§ Supplied data:
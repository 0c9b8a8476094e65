mod error;

use std::sync::Arc;

use axum::extract::{Query, State};
use axum::http::StatusCode;
use axum::response::{IntoResponse, Response};
use axum::routing::{any, get};
use axum::{Json, Router};
use serde::Deserialize;
use tower_http::trace::TraceLayer;

use node_summary_core::{RefreshCache, VersionCache};

// ==============================================================================
// Application State
// ==============================================================================

pub struct AppState {
    pub summaries: Arc<RefreshCache>,
    pub versions: Arc<VersionCache>,
}

type SharedState = Arc<AppState>;

// ==============================================================================
// Router
// ==============================================================================

pub fn build_router(state: AppState) -> Router {
    let shared = Arc::new(state);

    let api = Router::new()
        .route("/api/v1/summary", get(get_summary))
        .route("/api/v1/health", get(health))
        .route("/api/v1/version", get(get_version));

    Router::new()
        .merge(api)
        .route("/api", any(api_not_found))
        .route("/api/{*path}", any(api_not_found))
        .layer(TraceLayer::new_for_http())
        .with_state(shared)
}

#[derive(Deserialize)]
struct SummaryQuery {
    /// `false` returns the last completed summary without waiting for a
    /// refresh, even when it is stale.
    force_refresh: Option<bool>,
}

/// Aggregation errors are part of the payload, not an HTTP error status.
async fn get_summary(
    State(state): State<SharedState>,
    Query(query): Query<SummaryQuery>,
) -> Response {
    let snapshot = state
        .summaries
        .get(query.force_refresh.unwrap_or(true))
        .await;
    Json(snapshot).into_response()
}

async fn health(State(state): State<SharedState>) -> Response {
    let snapshot = state.summaries.get(true).await;
    if snapshot.is_err() {
        (StatusCode::SERVICE_UNAVAILABLE, Json(snapshot)).into_response()
    } else {
        Json(serde_json::json!({ "status": "ok" })).into_response()
    }
}

async fn get_version(State(state): State<SharedState>) -> Response {
    match state.versions.get_version().await {
        Ok(version) => Json(version).into_response(),
        Err(err) => (
            StatusCode::SERVICE_UNAVAILABLE,
            Json(serde_json::json!({ "err": err })),
        )
            .into_response(),
    }
}

async fn api_not_found() -> error::AppError {
    error::AppError::NotFound("API route not found".to_string())
}

#[cfg(test)]
mod tests {
    use super::*;
    use axum::body::{to_bytes, Body};
    use axum::http::Request;
    use node_summary_core::clock::ManualClock;
    use node_summary_core::rpc::methods;
    use node_summary_core::rpc::mock::MockRpc;
    use node_summary_core::{Aggregator, AggregatorConfig};
    use std::time::Duration;
    use tower::ServiceExt;

    fn test_router(rpc: MockRpc) -> (Arc<MockRpc>, Router) {
        let rpc = Arc::new(rpc);
        let clock = Arc::new(ManualClock::new(1_700_000_000_000));
        let aggregator = Arc::new(Aggregator::new(
            rpc.clone(),
            clock,
            AggregatorConfig::default(),
        ));
        let state = AppState {
            summaries: Arc::new(RefreshCache::new(aggregator, Duration::from_secs(10))),
            versions: Arc::new(VersionCache::new(rpc.clone())),
        };
        (rpc, build_router(state))
    }

    async fn get_json(router: &Router, uri: &str) -> (StatusCode, serde_json::Value) {
        let response = router
            .clone()
            .oneshot(
                Request::builder()
                    .uri(uri)
                    .body(Body::empty())
                    .expect("request must build"),
            )
            .await
            .expect("router should serve request");
        let status = response.status();
        let bytes = to_bytes(response.into_body(), 1024 * 1024)
            .await
            .expect("response body must be readable");
        let json = serde_json::from_slice(&bytes).expect("response body must be valid JSON");
        (status, json)
    }

    #[tokio::test]
    async fn summary_endpoint_returns_snapshot() {
        let (_rpc, router) = test_router(MockRpc::builder().build());
        let (status, json) = get_json(&router, "/api/v1/summary").await;

        assert_eq!(status, StatusCode::OK);
        assert_eq!(json["diff_epoch"], 397);
        assert_eq!(json["halving_epoch"], 4);
        assert_eq!(json["feerates"]["1"], 25.0);
        assert!(json["feerates"]["6"].is_null());
        assert!(json.get("err").is_none());
    }

    #[tokio::test]
    async fn summary_errors_are_payload_not_status() {
        let (_rpc, router) =
            test_router(MockRpc::builder().with_failure(methods::GET_PEER_INFO).build());
        let (status, json) = get_json(&router, "/api/v1/summary").await;

        assert_eq!(status, StatusCode::OK);
        assert_eq!(json["err"]["method"], "getpeerinfo");
        assert_eq!(json.as_object().map(|o| o.len()), Some(2));
    }

    #[tokio::test]
    async fn unforced_summary_reuses_cached_snapshot() {
        let (rpc, router) = test_router(MockRpc::builder().build());
        get_json(&router, "/api/v1/summary").await;
        let (status, _) = get_json(&router, "/api/v1/summary?force_refresh=false").await;

        assert_eq!(status, StatusCode::OK);
        assert_eq!(rpc.calls(methods::UPTIME), 1);
    }

    #[tokio::test]
    async fn health_reports_unavailable_on_error() {
        let (_rpc, router) = test_router(MockRpc::builder().with_failure(methods::UPTIME).build());
        let (status, json) = get_json(&router, "/api/v1/health").await;

        assert_eq!(status, StatusCode::SERVICE_UNAVAILABLE);
        assert_eq!(json["err"]["method"], "uptime");
        assert!(json["server_time"].is_u64());
    }

    #[tokio::test]
    async fn health_is_ok_when_summary_is() {
        let (_rpc, router) = test_router(MockRpc::builder().build());
        let (status, json) = get_json(&router, "/api/v1/health").await;

        assert_eq!(status, StatusCode::OK);
        assert_eq!(json["status"], "ok");
    }

    #[tokio::test]
    async fn version_endpoint_reports_subversion() {
        let (_rpc, router) =
            test_router(MockRpc::builder().with_subversion("/Satoshi:27.0.0/").build());
        let (status, json) = get_json(&router, "/api/v1/version").await;

        assert_eq!(status, StatusCode::OK);
        assert_eq!(json["subversion"], "/Satoshi:27.0.0/");
    }

    #[tokio::test]
    async fn version_failure_is_service_unavailable() {
        let (_rpc, router) = test_router(
            MockRpc::builder()
                .with_failure(methods::GET_NETWORK_INFO)
                .build(),
        );
        let (status, json) = get_json(&router, "/api/v1/version").await;

        assert_eq!(status, StatusCode::SERVICE_UNAVAILABLE);
        assert_eq!(json["err"]["method"], "getnetworkinfo");
    }

    #[tokio::test]
    async fn unknown_api_route_returns_json_404() {
        let (_rpc, router) = test_router(MockRpc::builder().build());
        let (status, json) = get_json(&router, "/api/v1/does-not-exist").await;

        assert_eq!(status, StatusCode::NOT_FOUND);
        assert_eq!(
            json.get("error").and_then(serde_json::Value::as_str),
            Some("API route not found")
        );
    }
}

§ Brief: Quote every line of the records above, from the first down to the one holding "waiting for a", exactly as written.

§ Final answer:
repository 0c9b8a8476094e65
mod error;

use std::sync::Arc;

use axum::extract::{Query, State};
use axum::http::StatusCode;
use axum::response::{IntoResponse, Response};
use axum::routing::{any, get};
use axum::{Json, Router};
use serde::Deserialize;
use tower_http::trace::TraceLayer;

use node_summary_core::{RefreshCache, VersionCache};

// ==============================================================================
// Application State
// ==============================================================================

pub struct AppState {
    pub summaries: Arc<RefreshCache>,
    pub versions: Arc<VersionCache>,
}

type SharedState = Arc<AppState>;

// ==============================================================================
// Router
// ==============================================================================

pub fn build_router(state: AppState) -> Router {
    let shared = Arc::new(state);

    let api = Router::new()
        .route("/api/v1/summary", get(get_summary))
        .route("/api/v1/health", get(health))
        .route("/api/v1/version", get(get_version));

    Router::new()
        .merge(api)
        .route("/api", any(api_not_found))
        .route("/api/{*path}", any(api_not_found))
        .layer(TraceLayer::new_for_http())
        .with_state(shared)
}

#[derive(Deserialize)]
struct SummaryQuery {
    /// `false` returns the last completed summary without waiting for a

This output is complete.